→ Task statement: Go line by line through the data and copy those with the word "tables".
-------- Provided data --------
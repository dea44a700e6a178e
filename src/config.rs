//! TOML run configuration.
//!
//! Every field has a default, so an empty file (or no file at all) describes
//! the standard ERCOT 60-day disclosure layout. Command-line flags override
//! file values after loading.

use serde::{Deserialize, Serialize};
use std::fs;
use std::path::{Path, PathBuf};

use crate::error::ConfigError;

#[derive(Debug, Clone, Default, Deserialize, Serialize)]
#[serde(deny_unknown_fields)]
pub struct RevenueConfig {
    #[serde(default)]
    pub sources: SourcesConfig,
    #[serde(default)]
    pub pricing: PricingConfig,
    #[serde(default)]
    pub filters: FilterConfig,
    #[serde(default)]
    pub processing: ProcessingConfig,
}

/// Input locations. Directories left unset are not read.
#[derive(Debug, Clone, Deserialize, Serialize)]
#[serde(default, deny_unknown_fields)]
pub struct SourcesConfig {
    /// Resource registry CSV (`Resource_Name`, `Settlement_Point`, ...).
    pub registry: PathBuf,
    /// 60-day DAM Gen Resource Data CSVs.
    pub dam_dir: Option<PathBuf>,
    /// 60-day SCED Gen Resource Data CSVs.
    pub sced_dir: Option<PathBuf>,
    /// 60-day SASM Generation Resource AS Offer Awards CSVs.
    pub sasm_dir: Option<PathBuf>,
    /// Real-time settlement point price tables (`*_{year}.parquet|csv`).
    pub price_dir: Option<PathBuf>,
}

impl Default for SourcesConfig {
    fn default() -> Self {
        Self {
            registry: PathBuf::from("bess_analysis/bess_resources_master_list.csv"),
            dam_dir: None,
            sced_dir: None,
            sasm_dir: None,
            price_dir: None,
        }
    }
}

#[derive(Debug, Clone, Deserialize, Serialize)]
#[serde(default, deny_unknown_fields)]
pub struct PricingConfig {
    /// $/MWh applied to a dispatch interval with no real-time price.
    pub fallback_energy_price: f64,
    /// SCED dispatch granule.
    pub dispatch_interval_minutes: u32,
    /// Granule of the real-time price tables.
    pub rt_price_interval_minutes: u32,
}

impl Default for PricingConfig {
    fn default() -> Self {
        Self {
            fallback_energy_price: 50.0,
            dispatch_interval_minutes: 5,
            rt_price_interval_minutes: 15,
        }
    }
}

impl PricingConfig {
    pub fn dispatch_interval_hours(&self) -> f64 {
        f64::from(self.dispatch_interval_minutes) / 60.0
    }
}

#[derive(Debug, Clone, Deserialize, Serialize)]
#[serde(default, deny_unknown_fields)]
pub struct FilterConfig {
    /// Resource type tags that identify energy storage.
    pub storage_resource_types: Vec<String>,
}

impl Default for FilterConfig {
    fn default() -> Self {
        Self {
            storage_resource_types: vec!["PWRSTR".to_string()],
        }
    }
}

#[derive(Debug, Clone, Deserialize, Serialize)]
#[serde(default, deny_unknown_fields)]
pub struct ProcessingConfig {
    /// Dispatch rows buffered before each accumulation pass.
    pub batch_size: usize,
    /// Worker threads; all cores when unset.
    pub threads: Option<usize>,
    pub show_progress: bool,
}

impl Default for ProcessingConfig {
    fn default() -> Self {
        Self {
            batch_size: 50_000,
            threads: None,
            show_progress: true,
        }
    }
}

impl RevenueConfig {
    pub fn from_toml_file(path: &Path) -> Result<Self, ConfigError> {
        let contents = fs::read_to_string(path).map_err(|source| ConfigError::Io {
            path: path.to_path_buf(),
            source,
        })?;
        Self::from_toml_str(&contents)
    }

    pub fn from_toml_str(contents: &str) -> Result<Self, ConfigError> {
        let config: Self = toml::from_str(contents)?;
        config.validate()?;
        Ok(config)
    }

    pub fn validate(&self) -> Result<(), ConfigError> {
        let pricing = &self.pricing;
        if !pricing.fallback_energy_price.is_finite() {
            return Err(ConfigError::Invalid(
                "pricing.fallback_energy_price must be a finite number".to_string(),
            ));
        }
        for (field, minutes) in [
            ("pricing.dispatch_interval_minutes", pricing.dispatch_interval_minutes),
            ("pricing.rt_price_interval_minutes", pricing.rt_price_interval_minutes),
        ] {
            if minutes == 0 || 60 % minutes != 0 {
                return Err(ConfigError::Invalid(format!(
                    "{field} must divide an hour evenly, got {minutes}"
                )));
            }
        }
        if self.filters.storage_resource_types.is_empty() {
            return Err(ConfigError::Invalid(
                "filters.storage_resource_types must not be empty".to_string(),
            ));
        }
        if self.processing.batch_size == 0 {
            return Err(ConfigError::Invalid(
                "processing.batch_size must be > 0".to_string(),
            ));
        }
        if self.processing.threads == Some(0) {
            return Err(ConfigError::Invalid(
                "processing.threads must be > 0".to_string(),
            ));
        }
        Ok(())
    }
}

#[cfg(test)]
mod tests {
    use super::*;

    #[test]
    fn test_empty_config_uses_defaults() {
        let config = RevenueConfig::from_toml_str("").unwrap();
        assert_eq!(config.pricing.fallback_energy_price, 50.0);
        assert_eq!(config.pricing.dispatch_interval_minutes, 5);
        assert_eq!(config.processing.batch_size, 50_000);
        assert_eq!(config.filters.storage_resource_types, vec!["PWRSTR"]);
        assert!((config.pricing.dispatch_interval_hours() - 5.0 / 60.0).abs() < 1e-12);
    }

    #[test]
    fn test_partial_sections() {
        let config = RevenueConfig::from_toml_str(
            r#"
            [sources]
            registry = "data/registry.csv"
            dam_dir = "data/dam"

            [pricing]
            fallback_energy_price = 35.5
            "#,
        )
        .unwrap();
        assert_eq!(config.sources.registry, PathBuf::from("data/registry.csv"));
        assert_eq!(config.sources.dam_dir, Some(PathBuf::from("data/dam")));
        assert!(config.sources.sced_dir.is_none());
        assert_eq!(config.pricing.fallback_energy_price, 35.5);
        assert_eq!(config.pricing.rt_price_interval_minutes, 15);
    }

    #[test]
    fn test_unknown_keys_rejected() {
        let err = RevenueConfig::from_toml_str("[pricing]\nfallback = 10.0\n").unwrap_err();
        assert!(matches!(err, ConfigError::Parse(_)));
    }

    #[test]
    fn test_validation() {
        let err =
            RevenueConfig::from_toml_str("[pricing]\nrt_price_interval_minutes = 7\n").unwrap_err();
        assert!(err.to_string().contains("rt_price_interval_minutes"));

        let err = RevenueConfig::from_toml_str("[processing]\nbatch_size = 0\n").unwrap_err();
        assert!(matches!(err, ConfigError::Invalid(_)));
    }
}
--------
→ Response to this task:
    /// Real-time settlement point price tables (`*_{year}.parquet|csv`).
    /// Granule of the real-time price tables.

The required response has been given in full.